Currently, the tumours often return after surgery, radiation therapy and chemotherapy, and glioblastoma patient survival is limited to a few months.

With this new treatment, returning cancer cells were destroyed at least 50 per cent of the time in two of the three diseases tested in preclinical animal models.

Mapping the pathway  

Researchers used large-scale gene editing technology, comparing gene dependencies when glioblastoma was initially diagnosed and when it returned after standard treatment.

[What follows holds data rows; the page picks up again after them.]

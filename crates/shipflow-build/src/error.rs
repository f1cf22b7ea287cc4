use std::path::PathBuf;
use thiserror::Error;

#[derive(Debug, Error)]
pub enum BuildError {
    #[error("Build wrapper not found: {0}")]
    WrapperNotFound(PathBuf),

    #[error("Unknown build tool: {0}")]
    UnknownTool(String),

    #[error("Build failed: {0}")]
    BuildFailed(String),

    #[error("Artifact not found in {0}")]
    ArtifactNotFound(PathBuf),

    #[error("IO error: {0}")]
    Io(#[from] std::io::Error),
}

impl BuildError {
    /// Friendlier message for the terminal
    pub fn user_message(&self) -> String {
        match self {
            BuildError::WrapperNotFound(path) => {
                format!(
                    "Build wrapper not found: {}\n\
                     \n\
                     Run the deployment from the project root, next to mvnw or gradlew.",
                    path.display()
                )
            }
            BuildError::BuildFailed(msg) => {
                format!(
                    "The production build failed: {}\n\
                     \n\
                     Check the build output above.",
                    msg
                )
            }
            BuildError::ArtifactNotFound(dir) => {
                format!(
                    "No .war file was found in {}\n\
                     \n\
                     Make sure the project is packaged as a war.",
                    dir.display()
                )
            }
            _ => format!("{}", self),
        }
    }
}

pub type Result<T> = std::result::Result<T, BuildError>;
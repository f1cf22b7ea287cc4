//! Readiness polling with exponential backoff
//!
//! Provisioning calls return before the resource is usable. Callers poll a
//! check until it reports ready, giving up after `max_retries` attempts.

use crate::error::{CloudError, Result};
use std::future::Future;
use std::time::Duration;
use tokio::time::sleep;

/// Backoff settings for readiness polling
#[derive(Debug, Clone, PartialEq)]
pub struct WaitConfig {
    pub max_retries: u32,
    pub initial_delay_ms: u64,
    pub max_delay_ms: u64,
    pub multiplier: f64,
}

impl Default for WaitConfig {
    // about 20 minutes in total, long enough for an RDS instance to come up
    fn default() -> Self {
        Self {
            max_retries: 45,
            initial_delay_ms: 5_000,
            max_delay_ms: 30_000,
            multiplier: 1.5,
        }
    }
}

impl WaitConfig {
    /// Delay before the next attempt (milliseconds)
    pub fn delay_for_attempt(&self, attempt: u32) -> u64 {
        let delay = self.initial_delay_ms as f64 * self.multiplier.powi(attempt as i32);
        (delay as u64).min(self.max_delay_ms)
    }
}

/// Poll `check` until it yields a value.
///
/// `Ok(None)` means "not ready yet"; an `Err` from the check is terminal and
/// returned as is. Running out of attempts is a [`CloudError::Timeout`].
pub async fn poll_until<T, F, Fut>(what: &str, config: &WaitConfig, mut check: F) -> Result<T>
where
    F: FnMut() -> Fut,
    Fut: Future<Output = Result<Option<T>>>,
{
    for attempt in 0..config.max_retries {
        if let Some(value) = check().await? {
            tracing::debug!("{} ready after {} attempt(s)", what, attempt + 1);
            return Ok(value);
        }

        if attempt + 1 < config.max_retries {
            let delay_ms = config.delay_for_attempt(attempt);
            tracing::debug!("{} not ready, retrying in {}ms", what, delay_ms);
            sleep(Duration::from_millis(delay_ms)).await;
        }
    }

    Err(CloudError::Timeout(format!(
        "{} was not ready after {} attempts",
        what, config.max_retries
    )))
}
//! S3: artifact bucket and upload

use crate::error::AwsError;
use crate::provider::AwsServices;
use async_trait::async_trait;
use aws_sdk_s3::operation::create_bucket::CreateBucketError;
use aws_sdk_s3::primitives::ByteStream;
use aws_sdk_s3::types::{BucketLocationConstraint, CreateBucketConfiguration};
use chrono::{DateTime, Utc};
use shipflow_build::BuildTool;
use shipflow_cloud::{CloudError, ObjectStorage, ServiceMessage, UploadedArtifact};
use std::path::Path;

/// Region where S3 rejects an explicit LocationConstraint
const DEFAULT_S3_REGION: &str = "us-east-1";

const WAR_CONTENT_TYPE: &str = "application/java-archive";

/// How S3 answered a bucket creation that clashed with an existing bucket
#[derive(Debug, Clone, Copy, PartialEq, Eq)]
pub(crate) enum BucketClash {
    /// Ours already; nothing to do
    OwnedByYou,
    /// Taken by another account
    Taken,
}

pub(crate) fn bucket_clash(err: &CreateBucketError) -> Option<BucketClash> {
    if err.is_bucket_already_owned_by_you() {
        Some(BucketClash::OwnedByYou)
    } else if err.is_bucket_already_exists() {
        Some(BucketClash::Taken)
    } else {
        None
    }
}

pub(crate) fn bucket_configuration(region: &str) -> Option<CreateBucketConfiguration> {
    if region == DEFAULT_S3_REGION {
        return None;
    }
    Some(
        CreateBucketConfiguration::builder()
            .location_constraint(BucketLocationConstraint::from(region))
            .build(),
    )
}

/// Millisecond UTC timestamp, so two deploys in one second get distinct keys
pub(crate) fn artifact_timestamp(now: DateTime<Utc>) -> String {
    now.format("%Y%m%d%H%M%S%3f").to_string()
}

/// Object key for an uploaded artifact: `<file stem>-<UTC timestamp>.war`
pub(crate) fn artifact_key(war: &Path, timestamp: &str) -> String {
    let stem = war
        .file_stem()
        .and_then(|s| s.to_str())
        .unwrap_or("application");
    format!("{}-{}.war", stem, timestamp)
}

#[async_trait]
impl ObjectStorage for AwsServices {
    async fn create_bucket(&self, name: &str) -> shipflow_cloud::Result<ServiceMessage> {
        let result = self
            .s3
            .create_bucket()
            .bucket(name)
            .set_create_bucket_configuration(bucket_configuration(self.region()))
            .send()
            .await;

        let err = match result {
            Ok(_) => return Ok(ServiceMessage::new(format!("Bucket {} created", name))),
            Err(err) => err,
        };

        match err.as_service_error().and_then(bucket_clash) {
            Some(BucketClash::OwnedByYou) => Ok(ServiceMessage::new(format!(
                "Bucket {} already exists and is owned by you",
                name
            ))),
            Some(BucketClash::Taken) => {
                // the caller explains the name clash
                tracing::debug!("Bucket {} belongs to another account", name);
                Err(CloudError::Unspecified)
            }
            None => Err(AwsError::from(err).into()),
        }
    }

    async fn upload_artifact(
        &self,
        bucket: &str,
        build_tool: BuildTool,
    ) -> shipflow_cloud::Result<UploadedArtifact> {
        let war = build_tool
            .find_war(&self.project_root)
            .map_err(AwsError::from)?;
        let key = artifact_key(&war, &artifact_timestamp(Utc::now()));

        let body = ByteStream::from_path(&war)
            .await
            .map_err(|e| AwsError::Io(std::io::Error::other(e)))?;

        tracing::debug!("Uploading {} to s3://{}/{}", war.display(), bucket, key);
        self.s3
            .put_object()
            .bucket(bucket)
            .key(&key)
            .content_type(WAR_CONTENT_TYPE)
            .body(body)
            .send()
            .await
            .map_err(AwsError::from)?;

        Ok(UploadedArtifact {
            message: format!("{} uploaded to s3://{}/{}", war.display(), bucket, key),
            war_key: key,
        })
    }
}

They discovered a new pathway used for axonal guidance — a signalling axis that helps establish normal brain architecture – that can become overrun with cancer cells.

“In glioblastoma, we believe that the tumour hijacks this signalling pathway and uses it to invade and infiltrate the brain,” says co-senior author Sheila Singh, professor with the department of Surgery and director of the Centre for Discovery in Cancer Research.

The research was also co-led by Jason Moffat, head of the Genetics and Genome Biology program at The Hospital for Sick Children (SickKids) in Toronto.

“If we can block this pathway, the hope is that we can block the invasive spread of glioblastoma and kill tumor cells that cannot be removed surgically,” says Singh.

Promising new therapeutic

To stop the invasion of cancer cells, researchers targeted the hijacked signalling pathway using different strategies, including a drug developed in John Lazo’s group at the University of Virginia, and also developed a new therapy with help from Kevin Henry and Martin Rossotti at the National Research Council Canada using CAR T cells to target the pathway in the brain.

They homed in on a protein called Roundabout Guidance Receptor 1 (ROBO1) that helps guide certain cells, similar to a GPS.

“We created a type of cell therapy where cells are taken from a patient, edited and then put back in with a new function,” says lead author Chirayu Chokshi, a former PhD student who worked alongside Singh at McMaster.

“In this case, the CAR T cells were genetically edited to have the knowledge and ability to go and find ROBO1 on tumor cells in animal models.”

The treatment can also apply to other invasive brain cancers, Singh and Chokshi say.

Researchers examined models for three types of cancer — adult glioblastoma, adult lung-to-brain metastasis, and pediatric medulloblastoma.

In all three, treatment led to a doubling of survival time. In two of the three models, it led to tumour eradication in at least 50 per cent of the mice.

“In this study, we present a new CAR T therapy that is showing very promising preclinical results in multiple malignant brain cancer models, including recurrent glioblastoma,” Singh says.

“We believe our new CAR T therapy is poised for further development and clinical trials.”

The study was performed with samples derived from patients treated by neurosurgeons from Hamilton Health Sciences. Proteomics discovery was done in collaboration with Thomas Kilinger at Princess Margaret Cancer Centre and the University of Toronto. The research was made possible through collaborations the National Research Council Canada, University of Virginia, University of Pittsburgh and the Princess Margaret Cancer Centre.

The study received funding from Brain Cancer Canada, the Brain Tumour Foundation of Canada, the Canadian Institutes of Health Research, the Foundation for the National Institutes of Health, the US National Institutes of Health Mitacs and the Terry Fox Research Institute.